Pieroth & Sichel
While many know Sichel through association with Chateau Palmer, Margaux.
Few know the family originated from Germany.
A link that gave birth to a partnership with Pieroth.
Two historical wine families combined to give two great wines to drink with friends and family.
Johannes Pieroth Charles Sichel
Sichel has always held the view that, as a wine producer based in Bordeaux, the level of quality of our AOC Bordeaux wines should be irreproachable and consistently high. To this end, forty years ago, we became the first négociant in the region to invest in a vinification cellar. In creating Cave Bel-Air, we broke out of the mould of the traditional Bordeaux merchant or négociant to become, in New World parlance, a winery, responsible for the quality of its wines at every stage, from grape to bottle. Cave Bel-Air vinifies grapes from some 200 hectares of vines, making red, white and rosé AOC Bordeaux wines. It works in partnership with a limited number of growers, who all adhere to a Charter of Quality that covers all aspects of viticulture, such as how the vines are trained, how often they are treated against pests and disease and which products are used, control of yield levels and, finally, when and how the grapes are harvested. Grape selection at harvest time is strictly controlled by Maison Sichel's own technical team and when they arrive at the winery itself, the same team decides which methods of vinification and ageing will get the most out of the grapes.

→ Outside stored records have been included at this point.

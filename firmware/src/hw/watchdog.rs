use embassy_stm32::gpio::Output;
use indicator_core::liveness::Heartbeat;

/// Kick line of an external watchdog; every beat is one edge.
pub struct WatchdogPin<'d> {
    pin: Output<'d>,
}

impl<'d> WatchdogPin<'d> {
    pub fn new(pin: Output<'d>) -> Self {
        Self { pin }
    }
}

impl Heartbeat for WatchdogPin<'_> {
    fn beat(&mut self) {
        self.pin.toggle();
    }
}
//! Freshness and plausibility checks on a captured sample.

use core::fmt;

use crate::capture::PulseSample;
use crate::clock::Millis;
use crate::config::SignalConfig;

/// Why a signal is or is not usable.
#[derive(Copy, Clone, Debug, Eq, PartialEq)]
pub enum SignalStatus {
    Valid,
    /// No pulse has ever been captured.
    NoSignal,
    /// The last good pulse is older than the timeout.
    Stale,
    /// The stored width is outside the plausible band.
    OutOfRange,
}

impl SignalStatus {
    #[must_use]
    pub const fn label(self) -> &'static str {
        match self {
            SignalStatus::Valid => "valid",
            SignalStatus::NoSignal => "no-signal",
            SignalStatus::Stale => "stale",
            SignalStatus::OutOfRange => "out-of-range",
        }
    }
}

impl fmt::Display for SignalStatus {
    fn fmt(&self, f: &mut fmt::Formatter<'_>) -> fmt::Result {
        f.write_str(self.label())
    }
}

/// A sample judged against the current time.
#[derive(Copy, Clone, Debug, Eq, PartialEq)]
pub struct ValidatedSignal {
    pub width_us: Option<u16>,
    /// Milliseconds since the sample completed.
    pub age_ms: Option<u32>,
    pub status: SignalStatus,
}

impl ValidatedSignal {
    pub const NONE: Self = Self {
        width_us: None,
        age_ms: None,
        status: SignalStatus::NoSignal,
    };

    /// `true` when the sample is recent enough, regardless of width.
    #[must_use]
    pub const fn is_fresh(&self) -> bool {
        matches!(self.status, SignalStatus::Valid | SignalStatus::OutOfRange)
    }

    #[must_use]
    pub const fn is_valid(&self) -> bool {
        matches!(self.status, SignalStatus::Valid)
    }

    /// Width usable for classification, `None` for any stale or implausible signal.
    #[must_use]
    pub const fn usable_width(&self) -> Option<u16> {
        if self.is_valid() { self.width_us } else { None }
    }
}

/// Judges `sample` at time `now`. Staleness is checked first and dominates width.
#[must_use]
pub fn validate(sample: Option<PulseSample>, now: Millis, config: &SignalConfig) -> ValidatedSignal {
    let Some(sample) = sample else {
        return ValidatedSignal::NONE;
    };

    // A sample published after `now` was read is fresh, not 2^32 ms old.
    let age_ms = if now.has_reached(sample.completed_at) {
        now.wrapping_since(sample.completed_at)
    } else {
        0
    };
    let status = if age_ms > config.timeout_ms {
        SignalStatus::Stale
    } else if !config.band.contains(sample.width_us) {
        SignalStatus::OutOfRange
    } else {
        SignalStatus::Valid
    };

    ValidatedSignal {
        width_us: Some(sample.width_us),
        age_ms: Some(age_ms),
        status,
    }
}
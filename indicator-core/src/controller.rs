//! Control-loop iteration: snapshot, validate, classify, render.
//!
//! The controller owns the indicator output and its blink channel. A single
//! tri-color LED is one visual channel, so at most one pattern is ever active
//! and every state change cancels it before arming the next.

use crate::blink::{BlinkError, BlinkScheduler, TickOutcome};
use crate::capture::{PulseSample, SampleCell};
use crate::classifier::{CommandState, classify};
use crate::clock::{Clock, Millis};
use crate::config::{BlinkSpec, IndicatorConfig};
use crate::led::RgbOutput;
use crate::telemetry::{Transition, TransitionLog};
use crate::validator::{ValidatedSignal, validate};

/// Everything one iteration observed and did.
#[derive(Copy, Clone, Debug, Eq, PartialEq)]
pub struct PollReport {
    pub signal: ValidatedSignal,
    pub state: CommandState,
    pub transition: Option<Transition>,
    pub tick: TickOutcome,
    /// Set when the pattern for a new state could not be armed.
    pub start_error: Option<BlinkError>,
}

pub struct Controller<O: RgbOutput> {
    config: IndicatorConfig,
    output: O,
    blink: BlinkScheduler,
    state: CommandState,
    transitions: TransitionLog,
}

impl<O: RgbOutput> Controller<O> {
    /// Starts in NEUTRAL with the output forced dark.
    pub fn new(config: IndicatorConfig, mut output: O) -> Self {
        output.off();
        Self {
            config,
            output,
            blink: BlinkScheduler::new(),
            state: CommandState::Neutral,
            transitions: TransitionLog::new(),
        }
    }

    #[must_use]
    pub const fn config(&self) -> &IndicatorConfig {
        &self.config
    }

    #[must_use]
    pub const fn state(&self) -> CommandState {
        self.state
    }

    #[must_use]
    pub const fn blink(&self) -> &BlinkScheduler {
        &self.blink
    }

    #[must_use]
    pub const fn transitions(&self) -> &TransitionLog {
        &self.transitions
    }

    #[must_use]
    pub const fn output(&self) -> &O {
        &self.output
    }

    pub fn output_mut(&mut self) -> &mut O {
        &mut self.output
    }

    /// One loop iteration: snapshots `cell` once, then reads the clock once.
    pub fn run_iteration<C: Clock>(&mut self, clock: &C, cell: &SampleCell) -> PollReport {
        let sample = cell.snapshot();
        self.poll(clock.now_ms(), sample)
    }

    /// One loop iteration against an already-taken snapshot.
    pub fn poll(&mut self, now: Millis, sample: Option<PulseSample>) -> PollReport {
        let signal = validate(sample, now, &self.config.signal);
        let next = classify(&signal, &self.config.signal.thresholds);

        let mut transition = None;
        let mut start_error = None;
        if next != self.state {
            let change = Transition {
                at: now,
                from: self.state,
                to: next,
                width_us: signal.usable_width(),
            };
            self.transitions.record(change);
            transition = Some(change);
            self.state = next;

            self.blink.stop(&mut self.output);
            if let Some(spec) = self.pattern_for(next) {
                start_error = self.blink.start_spec(&mut self.output, spec, now).err();
            }
        }

        let tick = self.blink.tick(&mut self.output, now);

        PollReport {
            signal,
            state: self.state,
            transition,
            tick,
            start_error,
        }
    }

    fn pattern_for(&self, state: CommandState) -> Option<BlinkSpec> {
        match state {
            CommandState::Neutral => None,
            CommandState::Low => self.config.patterns.low,
            CommandState::High => self.config.patterns.high,
        }
    }
}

WHITE VINIFICATION: A great deal of care was shown to the vines and each bunch of grapes to ensure grapes of good quality: control of yields and of vigour (short pruning, the planting of grass, a synthesis of amendments), checks on maturity and reasonable protection. If the quality of the grapes is good enough they are harvested by machine, otherwise a team of experienced grape pickers pass in front of the machine in order to remove grapes of a lesser quality. Thanks to this selective sorting of grapes, we carry out 100% of the skin maceration before fermentation during 8 to 12 hours of cold under carbon dioxide gas. The grapes are then pressed using a pneumatic press. The juice is maintained at a low temperature (12°C) and protected from oxygen by the use of carbon dioxide. After the juice has settled for 24 hours, the wine is drawn off and put in stainless steel tanks with automatic thermo-regulators. The must is mixed with dried active yeast, specially selected for Sauvignon must. The fermentation temperatures are kept between 13 and 15°C in order to best preserve the aromas of Sauvignon. After fermentation the wine is racked once in order to remove the heavy lees and then it is matured for 3 to 4 months on the fine lees, whilst being stirred once a week. Before it is bottled the wine is fined and treated in the cold in order to avoid precipitation in the bottle.